== Problem ==
Your job with the data below: print everything from the line that holds "These describe the" down to the line that holds "resources such as", ends included, exactly, and nothing else.

══ Source material

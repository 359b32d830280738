//! Plain data types shared by resources and systems.
//!
//! These describe the things the lifecycle subsystem moves around: items,
//! actors, players, their wallets, and the corpses produced when they die.
//! None of them are ECS components; they live inside resources such as
//! [`RoomStore`](crate::resources::rooms::RoomStore) and
//! [`CorpseStore`](crate::resources::corpsestore::CorpseStore).
//!
//! Submodules:
//! - [`actor`] – non-player characters, size classes, and loot entries
//! - [`corpse`] – NPC and player corpses
//! - [`item`] – item instances carried by actors, players, and corpses
//! - [`player`] – a player's carried state at the moment of death
//! - [`wallet`] – currency held by a player

pub mod actor;
pub mod corpse;
pub mod item;
pub mod player;
pub mod wallet;
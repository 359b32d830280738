//! ECS resources made available to systems.
//!
//! This module groups the long-lived data injected into the ECS world:
//! timing, configuration, the timer scheduler, the corpse table, the room
//! model and the collaborators the lifecycle code consults. Each submodule
//! documents the semantics and intended usage of its resource(s).
//!
//! Overview
//! - `corpsestore` – canonical corpse table with actor and owner indexes
//! - `lifecycleconfig` – decay, grace and abandonment settings loaded from INI
//! - `loot` – loot generation collaborator
//! - `playerdirectory` – last-login lookup for the abandonment sweep
//! - `rooms` – rooms, actors and the declared initial roster
//! - `timerhandlers` – registry of timer handler systems by kind
//! - `timerscheduler` – named one-shot timers
//! - `worldtime` – current time and delta in milliseconds
pub mod corpsestore;
pub mod lifecycleconfig;
pub mod loot;
pub mod playerdirectory;
pub mod rooms;
pub mod timerhandlers;
pub mod timerscheduler;
pub mod worldtime;
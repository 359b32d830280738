//! Corpsekeeper library.
//!
//! Corpse lifecycle, named timers and NPC respawn for a text-world server,
//! built on `bevy_ecs`. The modules are exposed for the binary, for
//! integration tests and for embedding in a larger server.

pub mod events;
pub mod models;
pub mod resources;
pub mod server;
pub mod systems;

════

== Result of this task ==
//! These describe the things the lifecycle subsystem moves around: items,
//! actors, players, their wallets, and the corpses produced when they die.
//! None of them are ECS components; they live inside resources such as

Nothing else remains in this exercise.